On nous apprend que le vote du Brexit (composé du mot Britain et exit) le 23 juin prochain est, comme on dit, fifty-fifty. Mais fouillez derrière les chiffres et ce qui remonte, c’est que les jeunes sont pour le fait de rester dans l’Europe et que les plus vieux sont pour en sortir.

Plus ils sont vieux, en fait, plus ils veulent s’isoler. Ça vous rappelle quelque chose de généralement vrai à propos de la vieillesse, des maladies et de la mort qui approche ? Ce qui est sûr, c’est que le dernier sondage d’Opinium, publié dans «The Observer», note que les jeunes (18-34) veulent rester en Europe à 53 % (29 % seulement souhaitant partir), que les 35-54 ans veulent, par contre, quitter l’Europe, à une majorité de 42 %, alors que les plus de 55 ans veulent du Brexit a 54 % !

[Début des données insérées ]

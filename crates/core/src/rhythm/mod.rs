pub mod rhythm;
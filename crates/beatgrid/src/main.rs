use std::path::PathBuf;
use std::sync::Arc;
use std::time::Duration;

use beatgrid_core::{ConfigManager, GridDisplay, PresetTable, SequencerRegistry, Settings};
use clap::Parser;
use tokio::sync::mpsc;

mod input;
mod terminal;

use input::KeyCommand;
use terminal::TerminalScreen;

/// Drum machine visualizer: five 16-step rows highlighted in time.
#[derive(Parser, Debug)]
#[command(name = "beatgrid")]
#[command(about = "Beatgrid step-sequencer visualizer")]
struct Args {
    /// Tempo in BPM (overrides the config file)
    #[arg(short, long)]
    tempo: Option<f64>,

    /// Preset to select at startup, counting from 1
    #[arg(short, long, value_parser = parse_preset)]
    preset: Option<usize>,

    /// Path of the config file (default: per-user config directory)
    #[arg(long)]
    config: Option<PathBuf>,

    /// JSON preset table to use instead of the built-in patterns
    #[arg(long)]
    presets: Option<PathBuf>,

    /// Redraw rate in frames per second
    #[arg(long)]
    fps: Option<u32>,
}

fn parse_preset(s: &str) -> Result<usize, String> {
    match s.parse::<usize>() {
        Ok(n) if n >= 1 => Ok(n - 1),
        _ => Err(format!("Invalid preset number: {}", s)),
    }
}

fn apply_overrides(mut settings: Settings, args: &Args) -> Settings {
    if let Some(tempo) = args.tempo {
        settings.tempo_bpm = tempo;
    }
    if let Some(preset) = args.preset {
        settings.preset_index = preset;
    }
    if let Some(fps) = args.fps {
        settings.refresh_fps = fps;
    }
    if let Some(presets) = &args.presets {
        settings.presets_file = Some(presets.clone());
    }
    settings
}

#[tokio::main]
async fn main() -> Result<(), anyhow::Error> {
    env_logger::Builder::from_env(env_logger::Env::default().default_filter_or("warn")).init();
    let args = Args::parse();

    let config_path = args.config.clone().or_else(ConfigManager::user_config_path);
    let mut config = ConfigManager::new(config_path);
    let settings = apply_overrides(config.load()?, &args);
    ConfigManager::validate_settings(&settings)
        .map_err(|errors| anyhow::anyhow!("Invalid settings: {}", errors.join(", ")))?;

    let presets: PresetTable = settings.load_presets()?;
    let grid = Arc::new(GridDisplay::new());
    let mut registry = SequencerRegistry::new(
        presets,
        settings.preset_index,
        settings.tempo_bpm,
        grid.clone(),
    )?;

    log::info!(
        "Starting Beatgrid with config {}",
        config.config_path().display()
    );

    let (tx, mut rx) = mpsc::unbounded_channel();
    input::spawn_input_thread(tx);

    let mut screen = TerminalScreen::enter()?;
    let mut redraw = tokio::time::interval(Duration::from_secs_f64(
        1.0 / settings.refresh_fps as f64,
    ));
    let mut message: Option<String> = None;

    loop {
        tokio::select! {
            command = rx.recv() => {
                match command {
                    Some(KeyCommand::Sequencer(command)) => {
                        message = match registry.handle_command(command) {
                            Ok(()) => None,
                            Err(e) => {
                                log::debug!("Command rejected: {}", e);
                                Some(e.to_string())
                            }
                        };
                    }
                    Some(KeyCommand::Quit) | None => break,
                }
            }

            _ = redraw.tick() => {
                screen.draw(&grid, &registry.status(), message.as_deref())?;
            }
        }
    }

    registry.stop_all();
    drop(screen);
    Ok(())
}
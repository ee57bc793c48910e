use std::time::Duration;

use serde::{Deserialize, Serialize};

use crate::error::SequencerError;

pub const DEFAULT_TEMPO_BPM: f64 = 120.0;
pub const MIN_TEMPO_BPM: f64 = 20.0;
pub const MAX_TEMPO_BPM: f64 = 300.0;

const MIN_STEP_INTERVAL: Duration = Duration::from_millis(1);
const MAX_STEP_INTERVAL: Duration = Duration::from_secs(3600);

/// Tempo in beats per minute. Always positive and finite.
#[derive(Debug, Clone, Copy, PartialEq, PartialOrd, Serialize, Deserialize)]
#[serde(try_from = "f64", into = "f64")]
pub struct Tempo(f64);

impl Tempo {
    pub fn new(bpm: f64) -> Result<Self, SequencerError> {
        if !bpm.is_finite() || bpm <= 0.0 {
            return Err(SequencerError::Configuration(format!(
                "tempo must be a positive number of BPM, got {}",
                bpm
            )));
        }
        Ok(Self(bpm))
    }

    pub fn bpm(&self) -> f64 {
        self.0
    }

    /// Time between two steps: one sixteenth note at this tempo.
    ///
    /// Clamped to 1ms..=1h so absurd tempos still yield a schedulable period.
    pub fn step_interval(&self) -> Duration {
        Duration::try_from_secs_f64(60.0 / self.0 * 4.0 / 8.0)
            .unwrap_or(MAX_STEP_INTERVAL)
            .clamp(MIN_STEP_INTERVAL, MAX_STEP_INTERVAL)
    }

    /// Tempo moved by `delta` BPM, clamped to the editable range.
    pub fn nudged(&self, delta: f64) -> Self {
        Self((self.0 + delta).clamp(MIN_TEMPO_BPM, MAX_TEMPO_BPM))
    }
}

impl Default for Tempo {
    fn default() -> Self {
        Self(DEFAULT_TEMPO_BPM)
    }
}

impl TryFrom<f64> for Tempo {
    type Error = SequencerError;

    fn try_from(bpm: f64) -> Result<Self, Self::Error> {
        Self::new(bpm)
    }
}

impl From<Tempo> for f64 {
    fn from(tempo: Tempo) -> Self {
        tempo.0
    }
}

impl std::fmt::Display for Tempo {
    fn fmt(&self, f: &mut std::fmt::Formatter<'_>) -> std::fmt::Result {
        write!(f, "{} BPM", self.0)
    }
}
use std::time::Duration;

use tokio::runtime::Handle;
use tokio::task::JoinHandle;
use tokio::time::{interval_at, Instant, MissedTickBehavior};

/// Repeating task on a Tokio runtime, modelled on a platform interval timer:
/// the first tick fires one full period after spawning.
pub struct PeriodicClock;

impl PeriodicClock {
    pub fn spawn<F>(runtime: &Handle, period: Duration, mut on_tick: F) -> ClockHandle
    where
        F: FnMut() + Send + 'static,
    {
        let task = runtime.spawn(async move {
            let mut ticker = interval_at(Instant::now() + period, period);
            // A late tick pushes the schedule back instead of bursting to catch up
            ticker.set_missed_tick_behavior(MissedTickBehavior::Delay);

            loop {
                ticker.tick().await;
                on_tick();
            }
        });

        ClockHandle {
            task: Some(task),
            period,
        }
    }
}

/// Owner of a running [`PeriodicClock`]. Dropping it cancels the clock.
pub struct ClockHandle {
    task: Option<JoinHandle<()>>,
    period: Duration,
}

impl ClockHandle {
    pub fn period(&self) -> Duration {
        self.period
    }

    pub fn is_active(&self) -> bool {
        self.task.as_ref().is_some_and(|task| !task.is_finished())
    }

    /// Abort the clock task. Safe to call more than once.
    pub fn cancel(&mut self) {
        if let Some(task) = self.task.take() {
            task.abort();
        }
    }
}

impl Drop for ClockHandle {
    fn drop(&mut self) {
        self.cancel();
    }
}

impl std::fmt::Debug for ClockHandle {
    fn fmt(&self, f: &mut std::fmt::Formatter<'_>) -> std::fmt::Result {
        f.debug_struct("ClockHandle")
            .field("period", &self.period)
            .field("active", &self.is_active())
            .finish()
    }
}
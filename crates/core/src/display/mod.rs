pub mod display;
pub mod grid;
use serde::{Deserialize, Serialize};

use crate::rhythm::rhythm::Tempo;

/// Commands sent from the UI to the sequencer registry
#[derive(Debug, Clone, PartialEq, Serialize, Deserialize)]
pub enum SequencerCommand {
    /// Start every voice
    Play,
    /// Stop every voice and unlock tempo editing
    Stop,
    /// Set the global tempo in BPM (stopped only)
    SetTempo(f64),
    /// Move the global tempo by a number of BPM (stopped only)
    NudgeTempo(f64),
    /// Swap every drum voice to a preset pattern
    SelectPreset(usize),
}

#[derive(Clone, Copy, PartialEq, Eq, Debug, Default, Serialize, Deserialize)]
pub enum PlaybackState {
    #[default]
    Stopped,
    Playing,
}

impl PlaybackState {
    pub fn is_playing(&self) -> bool {
        matches!(self, Self::Playing)
    }
}

/// Snapshot of the transport for status lines.
#[derive(Debug, Clone, PartialEq, Serialize)]
pub struct TransportStatus {
    pub playback_state: PlaybackState,
    pub tempo: Tempo,
    pub preset_index: usize,
    pub preset_name: String,
    pub preset_count: usize,
}
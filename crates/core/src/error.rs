//! Error types for the sequencer engine.

use thiserror::Error;

use crate::voice::voice::Voice;

/// A display-capability call failed while drawing a voice row.
#[derive(Debug, Clone, PartialEq, Eq, Error)]
#[error("display fault on {voice} row: {message}")]
pub struct DisplayFault {
    pub voice: Voice,
    pub message: String,
}

impl DisplayFault {
    pub fn new(voice: Voice, message: impl Into<String>) -> Self {
        Self {
            voice,
            message: message.into(),
        }
    }
}

/// Errors raised synchronously by the animator and registry.
///
/// None of these leave partially-applied state behind: an operation that
/// returns an error has not changed the object it was called on.
#[derive(Debug, Error)]
pub enum SequencerError {
    #[error("invalid configuration: {0}")]
    Configuration(String),

    #[error("{what} index {index} is out of range (0..{len})")]
    OutOfRange {
        what: &'static str,
        index: usize,
        len: usize,
    },

    #[error(transparent)]
    Display(#[from] DisplayFault),

    #[error("tempo cannot be edited while the sequencers are playing")]
    TempoLocked,
}
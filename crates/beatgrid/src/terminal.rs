//! Paints the step rows of a [`GridDisplay`] onto the terminal.

use std::io::{self, Stdout, Write};

use beatgrid_core::{Cell, GridDisplay, Marker, TransportStatus, Voice};
use crossterm::cursor::{Hide, MoveTo, Show};
use crossterm::style::{Print, PrintStyledContent, Stylize};
use crossterm::terminal::{
    disable_raw_mode, enable_raw_mode, Clear, ClearType, EnterAlternateScreen,
    LeaveAlternateScreen,
};
use crossterm::{execute, queue};

const LABEL_WIDTH: usize = 12;
const DOT: &str = "\u{2022}";

/// Text of one cell, three columns wide.
pub fn cell_text(cell: &Cell) -> String {
    match cell.marker {
        Marker::Empty => "   ".to_string(),
        Marker::Dot => format!(" {} ", DOT),
        Marker::Number(n) => format!("{:>2} ", n),
    }
}

pub fn row_label(voice: Voice) -> String {
    format!("{:<width$}", voice.display_name(), width = LABEL_WIDTH)
}

pub fn status_line(status: &TransportStatus) -> String {
    format!(
        "{}  {:>6.1} BPM  preset {}/{} {}",
        if status.playback_state.is_playing() {
            "PLAYING"
        } else {
            "STOPPED"
        },
        status.tempo.bpm(),
        status.preset_index + 1,
        status.preset_count,
        status.preset_name
    )
}

/// Raw-mode alternate screen, restored on drop.
pub struct TerminalScreen {
    stdout: Stdout,
}

impl TerminalScreen {
    pub fn enter() -> io::Result<Self> {
        let mut stdout = io::stdout();
        enable_raw_mode()?;
        execute!(stdout, EnterAlternateScreen, Hide)?;
        Ok(Self { stdout })
    }

    pub fn draw(
        &mut self,
        grid: &GridDisplay,
        status: &TransportStatus,
        message: Option<&str>,
    ) -> io::Result<()> {
        queue!(self.stdout, MoveTo(0, 0), Clear(ClearType::All))?;

        let mut line = 0u16;
        for voice in Voice::ALL {
            queue!(self.stdout, MoveTo(0, line), Print(row_label(voice)))?;
            for cell in grid.snapshot(voice) {
                let text = cell_text(&cell);
                if cell.highlighted {
                    queue!(self.stdout, PrintStyledContent(text.reverse()))?;
                } else {
                    queue!(self.stdout, Print(text))?;
                }
            }
            line += 1;
        }

        line += 1;
        queue!(self.stdout, MoveTo(0, line), Print(status_line(status)))?;
        line += 1;
        if let Some(message) = message {
            queue!(self.stdout, MoveTo(0, line), PrintStyledContent(message.yellow()))?;
        }
        line += 1;
        queue!(
            self.stdout,
            MoveTo(0, line),
            PrintStyledContent(
                "space play  s stop  [ ] tempo  1-9 preset  q quit".dark_grey()
            )
        )?;

        self.stdout.flush()
    }
}

impl Drop for TerminalScreen {
    fn drop(&mut self) {
        let _ = execute!(self.stdout, Show, LeaveAlternateScreen);
        let _ = disable_raw_mode();
    }
}

#[cfg(test)]
mod tests {
    use beatgrid_core::{PlaybackState, Tempo};

    use super::*;

    #[test]
    fn test_cell_text() {
        let empty = Cell::default();
        assert_eq!(cell_text(&empty), "   ");

        let dot = Cell {
            marker: Marker::Dot,
            highlighted: true,
        };
        assert_eq!(cell_text(&dot), " \u{2022} ");

        let number = Cell {
            marker: Marker::Number(12),
            highlighted: false,
        };
        assert_eq!(cell_text(&number), "12 ");
    }

    #[test]
    fn test_row_label() {
        assert_eq!(row_label(Voice::OpenHat), "Open Hat    ");
        assert_eq!(row_label(Voice::Timer).trim(), "");
    }

    #[test]
    fn test_status_line() {
        let status = TransportStatus {
            playback_state: PlaybackState::Playing,
            tempo: Tempo::new(120.0).unwrap(),
            preset_index: 1,
            preset_name: "Broken Beat".to_string(),
            preset_count: 3,
        };
        assert_eq!(
            status_line(&status),
            "PLAYING   120.0 BPM  preset 2/3 Broken Beat"
        );
    }
}
pub mod clock;
pub mod registry;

Or, les jeunes parlent, ici, de LEUR avenir, veulent assouvir leur soif grégaire et ouvrir des portes sur les autres pendant que les plus de 55 ans, prisonniers inévitables de leur passé, évoquent souvent l’État-nation – si ce n’est l’Empire – et les deux votes ont, pourtant, le même poids ! Ceci est d’autant plus redoutable que ce même sondage révèle que si seulement 52 % des jeunes sont certains de voter… 81 % des plus de 55 ans iront, quant à eux, aux urnes ! Ce qui fait dire à «The Observer» que les jeunes n’auront qu’à s’en prendre à eux-mêmes s’ils ne se pointent pas aux urnes et s’ils se retrouvent ainsi éloignés des espoirs d’une Europe moins saucissonnée.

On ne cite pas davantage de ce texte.